When it comes to driving a car, boat, motorcycles, ships, airplanes or basically any transportation medium it requires steering, in other words controlling. Either to turn left or right or simple burning rubber while making a “doughnut”. The steering is where all the control is, you can basically make the vehicle go any direction you want. The term “steering” applies to a set of mechanical components consisting of several linkages. This applies to almost any type of vehicle; railroad transportation is an exception here, as in that case the steering is achieved via the combination of railroad switches and the rail tracks.

There are several kinds of steering systems used in modern vehicles. There is the “tiller” or “rear steering” usually applied in boats, ships and small planes. The till is connected to rudder stock or rudder post which is pulled or pushed by personnel depending on the direction of course. This may also be controlled remotely via tiller lines. “Tracked” vehicles such as tanks, bull dozers etc. use differential steering – in this case the tracks are made to move at different speeds or even directions in order to achieve change in course.

The most popular type of steering system, used in cars and general automotive, usually consists of a hand-operated steering wheel placed in front of the motorist, which is connected to the front wheels via the steering column. This steering column usually consists of one or more (depending on type of vehicle) steering joints such as the U-joints or Universal joints, CV joints or constant-velocity joints and ball joints. The steering joints, also found in collapsible steering column designs, allow the steering column to be bent or deviated from a straight line of path.

The U-joint, alternatively known as the Hooke’s joint, Hardy-Spicer Joint or Cardan joint, was one of the first steering joints used in steering columns of cars. It consists of a cross shaft which connects a pair of hinges usually located close and at a right angle to one another. This was later advanced to a “Double Cardan Shaft” in order to slightly overcome the jerky rotation experienced in the previously used U-joints. This configuration makes use of two U-joints connected via an intermediate shaft.

The CV joint or Constant-Velocity joint is generally used in front wheel drive cars. They usually consist of spherical internal component with grooves in it which has an external covering of the same shape, also with grooves in it. Bearing balls are placed in the grooves in order to keep a distance between the inner and outer components. During rotation, the grooves guide the bearing balls and a smooth constant rotational motion is achieved.

There are several kinds of CV joints; there is the Rzeppa Joint which uses the mechanism described in the immediate previous paragraph. The Rzeppa joints allow rotation while bending at astounding angles of 45 to 48 degrees; some joints can reach up to as much as 52 degrees.
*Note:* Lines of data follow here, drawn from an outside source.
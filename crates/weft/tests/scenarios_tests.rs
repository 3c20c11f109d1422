//! The six literal end-to-end scenarios this language's design is anchored
//! on: each is reproduced here verbatim, source and expected stdout alike.

use std::sync::Arc;

use weft::{CollectingHooks, Engine};

fn run(code: &str) -> String {
    let hooks = Arc::new(CollectingHooks::new());
    let engine = Engine::new().with_hooks(hooks.clone());
    engine.execute(code, "test").expect("script should succeed");
    hooks.output()
}

#[test]
fn scenario_1_closure_counter() {
    let output = run(
        r"
function mk() var c = 0
  return function() c = c + 1; return c end
end
f = mk(); print(f()); print(f()); print(f())
",
    );
    assert_eq!(output, "1\n2\n3\n");
}

#[test]
fn scenario_2_parallel_sum() {
    let output = run("results = parallel(function() return 1 end, function() return 2 end, function() return 3 end); print(len(results))");
    assert_eq!(output, "3\n");
}

#[test]
fn scenario_3_datastore_increment_under_contention() {
    let output = run(
        r#"
db = datastore("contention")
workers = []
for i = 1, 10 do
  push(workers, function()
    for j = 1, 100 do db.increment("n", 1) end
  end)
end
parallel(workers)
print(db.get("n"))
"#,
    );
    assert_eq!(output, "1000\n");
}

#[test]
fn scenario_4_wait_for_value() {
    let output = run(
        r#"
db = datastore("wait_for_value")
results = parallel(
  function()
    db.set("s", "pending")
    sleep(0.01)
    db.set("s", "done")
    return "setter"
  end,
  function() return db.wait("s", "done", 5) end
)
print(results[1])
"#,
    );
    assert_eq!(output, "done\n");
}

#[test]
fn scenario_5_try_catch_object() {
    let output = run(r#"try throw({code="ERR_404", status=404}) catch (e) print(e.code) end"#);
    assert_eq!(output, "ERR_404\n");
}

#[test]
fn scenario_6_template_round_trip() {
    let output = run(r#"print(format_json(parse_json("[{\"name\":\"Ann\"}]")))"#);
    assert_eq!(output, "[{\"name\":\"Ann\"}]\n");
}
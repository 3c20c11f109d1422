//! Integration tests for core language semantics: closures, scoping,
//! control flow, error handling, and the default builtin surface. These
//! drive the evaluator only through the public `Engine` façade, the way an
//! embedder actually would.

use std::sync::Arc;

use weft::{CollectingHooks, Engine};

/// Runs `code` to completion and returns everything written to stdout.
fn run(code: &str) -> String {
    let hooks = Arc::new(CollectingHooks::new());
    let engine = Engine::new().with_hooks(hooks.clone());
    engine.execute(code, "test").expect("script should succeed");
    hooks.output()
}

/// A script that fails should surface its `RuntimeError`/`ScriptError`
/// rather than panicking the host.
fn run_err(code: &str) -> weft::ScriptError {
    let engine = Engine::new();
    engine.execute(code, "test").expect_err("script should fail")
}

#[test]
fn closures_capture_mutable_state_across_calls() {
    let output = run(
        r"
function mk() var c = 0
  return function() c = c + 1; return c end
end
f = mk(); print(f()); print(f()); print(f())
",
    );
    assert_eq!(output, "1\n2\n3\n");
}

#[test]
fn independent_closures_do_not_share_state() {
    let output = run(
        r"
function mk() var c = 0
  return function() c = c + 1; return c end
end
a = mk(); b = mk()
print(a()); print(a()); print(b())
",
    );
    assert_eq!(output, "1\n2\n1\n");
}

#[test]
fn plain_assignment_to_a_name_unbound_anywhere_stays_local_to_the_call() {
    let err = run_err(
        r"
function set_it() answer = 42 end
set_it()
print(answer)
",
    );
    match err {
        weft::ScriptError::Runtime(e) => assert_eq!(e.kind, weft::RuntimeErrorKind::UndefinedVariable),
        other => panic!("expected undefined variable error, got {other:?}"),
    }
}

#[test]
fn plain_assignment_to_an_already_bound_name_updates_it_through_a_call() {
    let output = run(
        r"
answer = 0
function set_it() answer = 42 end
set_it()
print(answer)
",
    );
    assert_eq!(output, "42\n");
}

#[test]
fn for_loop_over_array_and_numeric_range() {
    let output = run(
        r"
total = 0
for x in [1, 2, 3] do total = total + x end
for i = 1, 3 do total = total + i end
print(total)
",
    );
    assert_eq!(output, "12\n");
}

#[test]
fn try_catch_recovers_thrown_object() {
    let output = run(r#"try throw({code = "ERR_404", status = 404}) catch (e) print(e.code) end"#);
    assert_eq!(output, "ERR_404\n");
}

#[test]
fn uncaught_throw_surfaces_as_thrown_script_error() {
    let err = run_err(r#"throw("boom")"#);
    assert!(matches!(err, weft::ScriptError::Thrown(_)));
}

#[test]
fn division_by_zero_is_a_runtime_error() {
    let err = run_err("x = 1 / 0");
    match err {
        weft::ScriptError::Runtime(e) => assert_eq!(e.kind, weft::RuntimeErrorKind::DivisionByZero),
        other => panic!("expected runtime error, got {other:?}"),
    }
}

#[test]
fn higher_order_functions_compose() {
    let output = run(
        r"
doubled = map([1, 2, 3], function(x) return x * 2 end)
evens = filter(doubled, function(x) return x > 2 end)
total = reduce(evens, function(acc, x) return acc + x end, 0)
print(total)
",
    );
    assert_eq!(output, "10\n");
}

#[test]
fn array_and_string_builtins() {
    let output = run(
        r#"
a = [3, 1, 2]
push(a, 4)
a = sort(a)
print(join(a, ","))
print(upper(trim(" hi ")))
"#,
    );
    assert_eq!(output, "1,2,3,4\nHI\n");
}

#[test]
fn json_round_trip() {
    let output = run(r#"print(format_json(parse_json("[{\"name\":\"Ann\"}]")))"#);
    assert_eq!(output, "[{\"name\":\"Ann\"}]\n");
}

#[test]
fn deep_copy_does_not_alias_the_original() {
    let output = run(
        r"
a = [1, [2, 3]]
b = deep_copy(a)
b[0] = 99
print(a[0])
",
    );
    assert_eq!(output, "1\n");
}

#[test]
fn array_aliasing_is_visible_through_every_reference() {
    let output = run(
        r"
a = [1, 2, 3]
b = a
b[0] = 99
print(a[0])
",
    );
    assert_eq!(output, "99\n");
}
The Tripod Joints which consists of a three point yolk connected to the shaft which has roller bearings on each end shaped like a barrel. Then there is the Double Cardan Joint which is similar to the Double Cardan shaft but the shaft is reduced in length than that of the cardan shaft. And finally there is the Thompson Coupling, it is a constant velocity U-joint but allows axial loading while maintaining constant velocity at different shaft angles. Plus, it also provides reduced vibration and friction.
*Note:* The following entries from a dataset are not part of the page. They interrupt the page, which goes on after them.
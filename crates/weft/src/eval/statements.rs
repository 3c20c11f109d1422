//! Statement execution (spec §4.3.1).

use super::Evaluator;
use crate::ast::{ForClause, IfBranch, Stmt};
use crate::env::EnvHandle;
use crate::error::{EvalResult, RuntimeErrorKind, ScriptError, Unwind};
use crate::value::Value;

impl Evaluator {
    /// Executes `stmts` with `env` as the active scope, restoring the
    /// previously active scope before returning (including on error/unwind).
    pub(crate) fn exec_block_in(&mut self, stmts: &[Stmt], env: EnvHandle) -> EvalResult<()> {
        let previous = std::mem::replace(&mut self.env, env);
        let result = self.exec_stmts(stmts);
        self.env = previous;
        result
    }

    fn exec_stmts(&mut self, stmts: &[Stmt]) -> EvalResult<()> {
        for stmt in stmts {
            self.exec_stmt(stmt)?;
        }
        Ok(())
    }

    /// Evaluates a single top-level statement and returns the value of an
    /// expression statement (or `nil` for any other kind), converting an
    /// unwind into a [`ScriptError`]. Used by
    /// [`crate::engine::Engine::eval_in_environment`] for debug-REPL
    /// evaluation, where `break`/`continue`/`return`/`exit` reaching the
    /// top level are treated as simply yielding `nil` rather than errors.
    pub(crate) fn eval_single_statement(&mut self, stmt: &Stmt) -> Result<Value, ScriptError> {
        if let Stmt::Expr { expr, .. } = stmt {
            return match self.eval_expr(expr) {
                Ok(v) => Ok(v),
                Err(Unwind::Error(e)) => Err(e),
                Err(_) => Ok(Value::Nil),
            };
        }
        match self.exec_stmt(stmt) {
            Ok(()) => Ok(Value::Nil),
            Err(Unwind::Error(e)) => Err(e),
            Err(_) => Ok(Value::Nil),
        }
    }

    fn exec_stmt(&mut self, stmt: &Stmt) -> EvalResult<()> {
        match stmt {
            Stmt::Expr { expr, .. } => {
                self.eval_expr(expr)?;
                Ok(())
            }
            Stmt::Assign { target, op, value, position } => self.exec_assign(target, *op, value, *position),
            Stmt::PostIncDec { target, increment, position } => self.exec_post_inc_dec(target, *increment, *position),
            Stmt::If { branches, else_body, .. } => self.exec_if(branches, else_body.as_deref()),
            Stmt::While { condition, body, .. } => self.exec_while(condition, body),
            Stmt::For { clause, body, position } => self.exec_for(clause, body, *position),
            Stmt::FunctionDecl { def, position } => {
                let func = self.make_script_function(def, *position);
                self.env.define(def.name.clone().unwrap_or_default(), func);
                Ok(())
            }
            Stmt::Try { body, catch_var, catch_body, .. } => self.exec_try(body, catch_var, catch_body),
            Stmt::Return { value, .. } => {
                let v = match value {
                    Some(e) => self.eval_expr(e)?,
                    None => Value::Nil,
                };
                Err(Unwind::Return(v))
            }
            Stmt::Break { .. } => Err(Unwind::Break),
            Stmt::Continue { .. } => Err(Unwind::Continue),
        }
    }

    fn exec_if(&mut self, branches: &[IfBranch], else_body: Option<&[Stmt]>) -> EvalResult<()> {
        for branch in branches {
            if self.eval_expr(&branch.condition)?.is_truthy() {
                return self.exec_block_in(&branch.body, self.env.child());
            }
        }
        if let Some(body) = else_body {
            return self.exec_block_in(body, self.env.child());
        }
        Ok(())
    }

    fn exec_while(&mut self, condition: &crate::ast::Expr, body: &[Stmt]) -> EvalResult<()> {
        while self.eval_expr(condition)?.is_truthy() {
            match self.exec_block_in(body, self.env.child()) {
                Ok(()) => {}
                Err(Unwind::Break) => break,
                Err(Unwind::Continue) => continue,
                Err(other) => return Err(other),
            }
        }
        Ok(())
    }

    fn exec_for(&mut self, clause: &ForClause, body: &[Stmt], position: crate::error::Position) -> EvalResult<()> {
        match clause {
            ForClause::Numeric { var, start, end, step } => self.exec_for_numeric(var, start, end, step.as_ref(), body, position),
            ForClause::Iterator { var, collection } => self.exec_for_iterator(var, collection, body),
        }
    }

    fn exec_for_numeric(
        &mut self,
        var: &str,
        start: &crate::ast::Expr,
        end: &crate::ast::Expr,
        step: Option<&crate::ast::Expr>,
        body: &[Stmt],
        position: crate::error::Position,
    ) -> EvalResult<()> {
        let start = require_integer(self, self.eval_expr(start)?, position)?;
        let end = require_integer(self, self.eval_expr(end)?, position)?;
        let step = match step {
            Some(e) => require_integer(self, self.eval_expr(e)?, position)?,
            None => 1,
        };
        if step == 0 {
            return Err(self.runtime_error(RuntimeErrorKind::BadArgument, "for-loop step cannot be zero", position));
        }
        let mut i = start;
        loop {
            if step > 0 && i > end {
                break;
            }
            if step < 0 && i < end {
                break;
            }
            // Fresh binding per iteration (spec §9 open question, resolved):
            // a closure captured inside the loop body sees the value `i`
            // had on its own iteration, not a shared mutable loop variable.
            let iter_env = self.env.child();
            iter_env.define(var, Value::Number(i as f64));
            match self.exec_block_in(body, iter_env) {
                Ok(()) => {}
                Err(Unwind::Break) => break,
                Err(Unwind::Continue) => {}
                Err(other) => return Err(other),
            }
            i += step;
        }
        Ok(())
    }

    fn exec_for_iterator(&mut self, var: &str, collection: &crate::ast::Expr, body: &[Stmt]) -> EvalResult<()> {
        let collection_value = self.eval_expr(collection)?;
        let items: Vec<Value> = match &collection_value {
            Value::Array(a) => a.lock().unwrap().clone(),
            Value::Object(o) => o.lock().unwrap().keys().map(|k| Value::string(k.as_str())).collect(),
            other => {
                return Err(self.runtime_error(
                    RuntimeErrorKind::TypeMismatch,
                    format!("cannot iterate over {}", other.type_name()),
                    collection.position,
                ))
            }
        };
        for item in items {
            let iter_env = self.env.child();
            iter_env.define(var, item);
            match self.exec_block_in(body, iter_env) {
                Ok(()) => {}
                Err(Unwind::Break) => break,
                Err(Unwind::Continue) => {}
                Err(other) => return Err(other),
            }
        }
        Ok(())
    }

    fn exec_try(&mut self, body: &[Stmt], catch_var: &str, catch_body: &[Stmt]) -> EvalResult<()> {
        match self.exec_block_in(body, self.env.child()) {
            Ok(()) => Ok(()),
            Err(Unwind::Error(err)) => {
                let bound = script_error_to_catch_value(&err);
                let catch_env = self.env.child();
                catch_env.define(catch_var, bound);
                self.exec_block_in(catch_body, catch_env)
            }
            Err(other) => Err(other),
        }
    }
}

/// The value bound to the `catch(e)` variable: the original thrown
/// `Value` by identity for `throw(v)`, or a plain string message otherwise
/// (spec §4.3.1, §7).
fn script_error_to_catch_value(err: &ScriptError) -> Value {
    match err {
        ScriptError::Thrown(t) => t.value.clone(),
        other => Value::string(other.to_string()),
    }
}

/// Numeric for-loop bounds/step must be integers (spec §4.3.1): a float
/// with a non-zero fractional part fails.
fn require_integer(eval: &Evaluator, value: Value, position: crate::error::Position) -> EvalResult<i64> {
    match value {
        Value::Number(n) if n.fract() == 0.0 && n.is_finite() => Ok(n as i64),
        Value::Number(_) => Err(eval.runtime_error(RuntimeErrorKind::BadArgument, "for-loop bounds must be integers", position)),
        other => Err(eval.runtime_error(
            RuntimeErrorKind::TypeMismatch,
            format!("for-loop bounds must be numbers, found {}", other.type_name()),
            position,
        )),
    }
}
Talking about steering joints we simply cannot forget the ball joints. The ball joint is basically a steel spherical bearing that connects the steering knuckles with the control arms. It is one of the most important components of a steering system and plays a vital role ensuring safe functionality of the suspension and the steering. It consists of a protective cover in order to prevent dirt from entering the joint assembly. Ball joints with motion control tend to have a spring inside the socked in order to retain the ball in place; this also helps reduce the vibration problems usually encountered in the linkage.